The concept is based on using IANA-registered link relation types to establish coarse-grained interoperability among scholarly communication and research nodes.
By using typed links in HTTP link headers, Signposting shows machines the way to obtain information from repeatedly occurring scenarios in scholarly portals. For examples, it helps machines find the authors of a publication, the bibliographic metadata that describe a publication, and discover the (compound) resources that make up a publication.
Signposting principles have found early adopters in DataCite, Pangaea, DANS, and the University College Dublin Digital Library. Signposting is not a formal standardization effort. It's just an accumulation of ideas from people that have spent a lot of time thinking about the web and scholarly communication on the web, working on specifications to improve on the interoperability status quo, and witnessing some specifications being adopted and others not. Those scarce resources, you know.

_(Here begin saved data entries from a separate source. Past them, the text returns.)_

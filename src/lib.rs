//! Gold aggregation and Gold-Specifics derivation for Wikipedia clickstream
//! data stored as Hive-partitioned Parquet.

#[macro_use]
mod macros;

pub mod columnar;
pub mod config;
pub mod dictionary;
pub mod error;
pub mod gold;
pub mod partition;
pub mod ranking;
pub mod silver;
pub mod specifics;
pub mod stats;
pub mod writer;

pub use config::{PartialWindowPolicy, PartitionFilter, PipelineConfig};
pub use dictionary::{ArticleDictionary, DictionaryManager};
pub use error::{GoldError, Result};
pub use gold::{GoldBuilder, GoldRunSummary};
pub use partition::{PartitionAddress, RollingWindow, YearMonth};
pub use specifics::{SpecificsEngine, SpecificsRunSummary};
pub use stats::ProcessingStats;
pub use writer::PartitionWriter;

The Signposting approach is fully aligned with hypermedia (REST, HATEOAS) lines of thinking regarding web interoperability. Implementation of a pattern should be straightforward and would help machines significantly. Which would allow the emergence of new applications that make the life of a reader easier. Meaning great Return On Investment
Some background material related to the Signposting effort:
- Van de Sompel, H., and Nelson, M.L. (2015) Reminiscing About 15 Years of Interoperability Efforts. D-Lib Magazine, 21(11/12). DOI: 10.1045/november2015-vandesompel
- Van de Sompel, H., Rosenthal, D., and Nelson, M.L. (2016) Web Infrastructure to Support e-Journal Preservation (and More). Arxiv preprint. arXiv: 1605.06154
- Van de Sompel, H., and Nelson, M.L. (2015) Achieving Meaningful Interoperability for Web-Based Scholarship.